What if the answer isn’t more effort, but simply a new perspective?


Handmade Spring poetry book | Transformational Coaching with Kirsty Macdonald | www.kirstymacdonald.co.uk


Creating Change Through Creative Spring Thinking

Yesterday I spent the day at a creative workshop, with a focus on the emerging spring. What a joy it was to gather with people around a table, sharing objects and stories, listening and writing tales.


We gathered things from the natural world, cut shapes out of coloured paper, wrote words and created collaborative books of poetry, sewing the spines to bind them together. This was the wild kind of creativity. The kind where thoughts are scattered across tables like the blossom petals outside the window, and nothing quite makes sense… until, without much warning at all, it does.


There was glue on hands. Laughter. Silence.


The uncomfortable stretch of being asked to write and share - dyslexic spelling mistakes and all - and the joy that comes when a tumble of words find their way out from the dark into the light.


And I was reminded of something I say often to my clients, but felt in my body again yesterday: You cannot solve a problem from the place where it was created. If you stay inside the same four mental walls, you will keep rearranging the same old furniture. On some days it might very well look different, but it will feel more or less the same.


Creative thinking asks something perhaps more brave and more fundamental of us. It asks us to step out of the maze and climb up a little higher. It asks us to sit by the river instead of pushing against the current - and be prepared to feel into what happens.


Ah, and then there’s that pattern that still sneaks up on so many of us when we're at our most stretched or tired. So many capable people try to think their way out of patterns that were built in survival and find themselves overworking, overgiving and inevitably, over-controlling. Doing this may have helped hold everything together in the past, but the part of us that created those strategies is not the part that will set them free. I teach this stuff and have it embodied into my body deeply by now, but still, at times I get caught up in this old pattern. It's natureal, but there are ways to create do much more difference.


Freedom requires new perspectives and a different relationship to the nervous system.

It requires space. I work with this all the time, and if there’s one thing I know for sure, it’s that no matter how skilled we may become, it often requires guidance from someone outside the pattern who can see what we can’t.


And collaborative freedom is a delight, so that’s all ok.

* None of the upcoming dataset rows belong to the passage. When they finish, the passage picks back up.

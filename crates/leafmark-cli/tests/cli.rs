use std::env;
use std::fs;
use std::io::Write;
use std::path::PathBuf;
use std::process::{Command, Stdio};
use std::time::{SystemTime, UNIX_EPOCH};

fn bin_path() -> PathBuf {
    if let Some(path) = env::var_os("CARGO_BIN_EXE_leafmark-cli") {
        return PathBuf::from(path);
    }
    if let Some(path) = env::var_os("CARGO_BIN_EXE_leafmark_cli") {
        return PathBuf::from(path);
    }
    let exe = env::current_exe().expect("current exe");
    let mut debug_dir = exe.as_path();
    while let Some(parent) = debug_dir.parent() {
        if parent.file_name().and_then(|name| name.to_str()) == Some("debug") {
            let candidate = parent.join("leafmark-cli");
            if candidate.exists() {
                return candidate;
            }
        }
        debug_dir = parent;
    }
    panic!("binary path missing");
}

fn temp_file(name: &str, contents: &str) -> PathBuf {
    let mut path = env::temp_dir();
    let now = SystemTime::now().duration_since(UNIX_EPOCH).expect("time");
    let file_name = format!(
        "leafmark_cli_{}_{}_{}.md",
        name,
        now.as_secs(),
        now.subsec_nanos()
    );
    path.push(file_name);
    fs::write(&path, contents).expect("write temp file");
    path
}

#[test]
fn renders_a_file_argument() {
    let input = temp_file("bold", "Halo **dunia**");
    let output = Command::new(bin_path())
        .arg(input.to_str().expect("path"))
        .output()
        .expect("run");

    assert!(output.status.success());
    let stdout = String::from_utf8_lossy(&output.stdout);
    assert_eq!(stdout, "Halo <strong>dunia</strong>");
}

#[test]
fn renders_stdin_when_no_argument_is_given() {
    let mut child = Command::new(bin_path())
        .stdin(Stdio::piped())
        .stdout(Stdio::piped())
        .spawn()
        .expect("spawn");
    child
        .stdin
        .take()
        .expect("stdin")
        .write_all(b"- a\n- b")
        .expect("write stdin");
    let output = child.wait_with_output().expect("wait");

    assert!(output.status.success());
    let stdout = String::from_utf8_lossy(&output.stdout);
    assert!(stdout.contains("<ul"), "{}", stdout);
    assert_eq!(stdout.matches("<li").count(), 2, "{}", stdout);
}

#[test]
fn history_profile_skips_emoji_emphasis() {
    let input = temp_file("emoji", "🌿 Monstera");
    let chat = Command::new(bin_path())
        .arg(input.to_str().expect("path"))
        .output()
        .expect("run");
    let history = Command::new(bin_path())
        .args(["--profile", "history", input.to_str().expect("path")])
        .output()
        .expect("run");

    assert!(String::from_utf8_lossy(&chat.stdout).contains("<span"));
    assert!(!String::from_utf8_lossy(&history.stdout).contains("<span"));
}

#[test]
fn sanitized_flag_strips_smuggled_markup() {
    let input = temp_file(
        "table",
        "| <script>alert(1)</script>x | b |\n| --- | --- |\n| c | d |\n",
    );
    let output = Command::new(bin_path())
        .args(["--sanitized", input.to_str().expect("path")])
        .output()
        .expect("run");

    assert!(output.status.success());
    let stdout = String::from_utf8_lossy(&output.stdout);
    assert!(!stdout.contains("alert(1)"), "{}", stdout);
    assert!(stdout.contains("<table"), "{}", stdout);
}

#[test]
fn unknown_flag_exits_with_usage_error() {
    let output = Command::new(bin_path())
        .arg("--bogus")
        .output()
        .expect("run");

    assert_eq!(output.status.code(), Some(2));
    let stderr = String::from_utf8_lossy(&output.stderr);
    assert!(stderr.contains("Usage:"), "{}", stderr);
}

#[test]
fn bad_profile_value_exits_with_usage_error() {
    let output = Command::new(bin_path())
        .args(["--profile", "plain"])
        .output()
        .expect("run");

    assert_eq!(output.status.code(), Some(2));
}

Change does occur so much more easilly through creative thinking, but we can only create so much for ourselves. And if winter is solo in some way, spring encourages a creatively collaborative approach: Collaboration between mind and body, between communities, and, because you can’t escape this truth, as much as the human race is often trying, a deep and profound creative collaboration between us and the natural world.


And through this we let go and let something else flow.


Yesterday, surrounded by colour and conversation, I watched how quickly flow and insight appear when we allow ourselves to loosen the grip a little (or a lot!). I watched this happen in myself and the others in the room when we stopped trying to be logical and efficient and instead allowed ourselves to be curious.


An important distinction to remember - Creativity isn’t just about art (although living an artful life is another aspect of how we can employ our creativity). Creativity is about possibility and letting your life reorganise itself in a way your old thinking couldn’t access.


Spring thinking is what excites me and is the work I do with my clients because it’s not about fixing or pushing, but helping the people I work with to step outside of the architecture of the problem, so something genuinely new can emerge. Perhaps a little like spring shoots pushing through soil that looked, just a short while before, completely still and dormant.


I’m sure it won’t come as much of a surprise when I tell you that winter is not my favourite season, but I have worked hard at allowing the dormancy to gift me more deeply. I wonder if you have a season that speaks to your soul more completely than another? Feel free to message me to let me know what this investigation ignites in you. Let me know perhaps what you find supportive about it and what you find to be a challenge…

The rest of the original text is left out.